The photographic archive Ramos produced is nothing short of remarkable, especially viewed in the context of legendary exponents of the documentary, bystander and street photography genres. “During my 50-year hiatus from photography I didn’t look at any photo books or exhibitions. It’s almost impossible to put into words the reasons. Maybe I thought photography was just part of my former younger self.”
Photo: Barbara Ramos: A Fearless Eye photo no. 5
Market Street, San Francisco
It is the fairly recent discovery of Vivian Maier’s work that seems to have the most direct correlation to Ramos. “Maier was obsessive with the camera, and like me had no assignments. She kept her work to herself, and apparently had little concern with technique. Like everyone else during the time period that I photographed, Maier’s work was equally unknown. Our hermit sensibilities, and the need for privacy which steered our passion, highlight the similarities of our work.”

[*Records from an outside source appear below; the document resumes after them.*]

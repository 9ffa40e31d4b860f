//! Outline fonts scaled to a pixel size

use std::fmt;
use std::sync::Arc;

use tracing::debug;
use ttf_parser::GlyphId;

use super::FontFace;
use crate::render::{GlyphRasterizer, PlacedGlyph};
use crate::shaping::TextShaper;
use crate::{BoundingBox, Result, TextError, TextMask};

/// A TrueType/OpenType face at a fixed pixel size
#[derive(Clone)]
pub struct OutlineFont {
    data: Arc<Vec<u8>>,
    index: u32,
    size: f32,
    name: String,
}

/// Glyph placement and ink extent of a laid out string
struct Layout {
    glyphs: Vec<PlacedGlyph>,
    bbox: BoundingBox,
    scale: f32,
}

impl OutlineFont {
    /// Validate font data and wrap it at `size` pixels per em
    pub fn from_bytes(data: Vec<u8>, index: u32, size: f32) -> Result<Self> {
        if !size.is_finite() || size <= 0.0 {
            return Err(TextError::FontParsing(format!("invalid font size {size}")));
        }

        let name = {
            let face = FontFace::parse(&data, index)
                .map_err(|e| TextError::FontParsing(format!("face {index}: {e}")))?;
            if face.units_per_em() == 0 {
                return Err(TextError::FontParsing("units per em is zero".into()));
            }
            face.full_name().unwrap_or_else(|| format!("face {index}"))
        };

        if rustybuzz::Face::from_slice(&data, index).is_none() {
            return Err(TextError::FontParsing(format!("face {index} cannot be shaped")));
        }

        Ok(Self { data: Arc::new(data), index, size, name })
    }

    pub fn name(&self) -> &str {
        &self.name
    }

    /// Pixels per em
    pub fn size(&self) -> f32 {
        self.size
    }

    /// Face index inside a collection
    pub fn index(&self) -> u32 {
        self.index
    }

    /// Distance from the draw origin down to the baseline, in pixels
    pub fn ascent(&self) -> Result<f32> {
        let face = self.face()?;
        Ok(ascent_px(&face, self.scale(&face)))
    }

    /// Bounding box of `text` relative to the draw origin
    pub fn measure(&self, text: &str) -> Result<BoundingBox> {
        let face = self.face()?;
        Ok(self.layout(&face, text)?.bbox)
    }

    /// Anti-aliased coverage mask of `text`
    pub fn rasterize(&self, text: &str) -> Result<TextMask> {
        let face = self.face()?;
        let layout = self.layout(&face, text)?;
        GlyphRasterizer::new().rasterize(&face, &layout.glyphs, layout.scale, layout.bbox)
    }

    /// Like [`OutlineFont::rasterize`], keeping only the part inside `clip`
    pub fn rasterize_within(&self, text: &str, clip: BoundingBox) -> Result<TextMask> {
        let face = self.face()?;
        let layout = self.layout(&face, text)?;
        let visible = layout.bbox.intersect(&clip);
        GlyphRasterizer::new().rasterize(&face, &layout.glyphs, layout.scale, visible)
    }

    fn face(&self) -> Result<FontFace<'_>> {
        FontFace::parse(&self.data, self.index).map_err(|e| TextError::FontParsing(e.to_string()))
    }

    fn scale(&self, face: &FontFace) -> f32 {
        self.size / face.units_per_em() as f32
    }

    fn layout(&self, face: &FontFace, text: &str) -> Result<Layout> {
        let run = TextShaper::new().shape_with_data(&self.data, self.index, text, self.size)?;
        let scale = self.scale(face);
        let ascent = ascent_px(face, scale);

        let mut glyphs = Vec::with_capacity(run.len());
        let mut bbox = BoundingBox::EMPTY;

        for pos in run.positioned_glyphs() {
            let placed = PlacedGlyph {
                glyph_id: pos.glyph_id,
                x: pos.x,
                baseline: ascent - pos.y,
            };

            if let Some(rect) = face.glyph_bounding_box(GlyphId(pos.glyph_id)) {
                let ink = BoundingBox::enclosing(
                    placed.x + rect.x_min as f32 * scale,
                    placed.baseline - rect.y_max as f32 * scale,
                    placed.x + rect.x_max as f32 * scale,
                    placed.baseline - rect.y_min as f32 * scale,
                );
                bbox = bbox.union(&ink);
            }

            glyphs.push(placed);
        }

        debug!(font = %self.name, size = self.size, glyphs = glyphs.len(), ?bbox, "laid out text");

        Ok(Layout { glyphs, bbox, scale })
    }
}

/// The ascender line is rounded up to whole pixels
fn ascent_px(face: &FontFace, scale: f32) -> f32 {
    (face.ascender() as f32 * scale).ceil()
}

impl fmt::Debug for OutlineFont {
    fn fmt(&self, f: &mut fmt::Formatter<'_>) -> fmt::Result {
        f.debug_struct("OutlineFont")
            .field("name", &self.name)
            .field("index", &self.index)
            .field("size", &self.size)
            .field("bytes", &self.data.len())
            .finish()
    }
}

#[cfg(test)]
mod tests {
    use super::*;

    #[test]
    fn test_rejects_garbage() {
        let err = OutlineFont::from_bytes(b"garbage".to_vec(), 0, 400.0).unwrap_err();
        assert!(matches!(err, TextError::FontParsing(_)));
    }

    #[test]
    fn test_rejects_bad_size() {
        for size in [0.0, -1.0, f32::NAN, f32::INFINITY] {
            assert!(OutlineFont::from_bytes(Vec::new(), 0, size).is_err());
        }
    }
}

The issue of “privacy” for most photographers is paradoxical, especially given today’s instantaneous ability to upload images to social media and update websites. How did it come to happen that Ramos’ archive has been invisible all these years?

“As far as abruptly stopping photographing, I can honestly say I don’t know why,” Ramos says. “It wasn’t as though I wasn’t still seeing; I just didn’t photograph. It was painful for me to not photograph. Truth be told, I was very private about my work. I just wasn’t ready to bring attention to myself.”

Ramos and her husband established a successful jewelry design business in the early 1970s. In tandem with raising two children, life proved challenging. Ramos’ husband, Joe, is also a photographer, of Filipino and Mexican descent; Ramos’ background is a white Jewish family. “It’s difficult to understand, but when Joe and I would travel doing our jewelry business, I was the one who had to register at the motel desk if we were to get a room for the night. Our children being triracial had to deal with fitting into a white Anglo world. This all added to the conflict of prioritizing where my energies would best be applied. I literally did not pick up a camera. I had somewhat of a phobia about not having the ability to photograph once I’d stopped.”
Photo: Barbara Ramos: A Fearless Eye photo no. 6
Photo booth, San Francisco
Ramos’ gifted vision has returned in force as her negative archive is further unearthed. The images, startling in their humanity, objectivity and originality, deserve to share center stage with those of Frank, Maier, Arbus and Friedlander.

The urban cowboy immortalized in “Powell Street, San Francisco” connects without hesitation. It might easily be a frame from The Americans for all of its denim grit and sense of looking deeper into the passing parade of faces and forms. “Often when I photographed, I would get into a zone, especially in busy downtown areas of San Francisco,” Ramos recalls. “The graphics were important to me. Maybe the man in the cowboy hat was a tourist, or possibly a real cowboy participating in the rodeo at the Cow Palace. I like the idea of my photographs suggesting a narrative, and that it feels cinematic.”

Ramos may have had misgivings about San Francisco as a prime opportunity for street photography, yet in the city’s North Beach district she made the amazing capture of a man immersed in a spontaneous street serenade. It’s an image teeming with atmosphere and authenticity, the singer’s hand gestures and facial expression so evocative that even the perhaps too-tight framing doesn’t lessen the impact of the passionate expression. “I think he might have been flirting with me, and he was definitely an extrovert. I spent a lot of time between North Beach and Chinatown, as both were very close to the San Francisco Art Institute where I was studying photography.”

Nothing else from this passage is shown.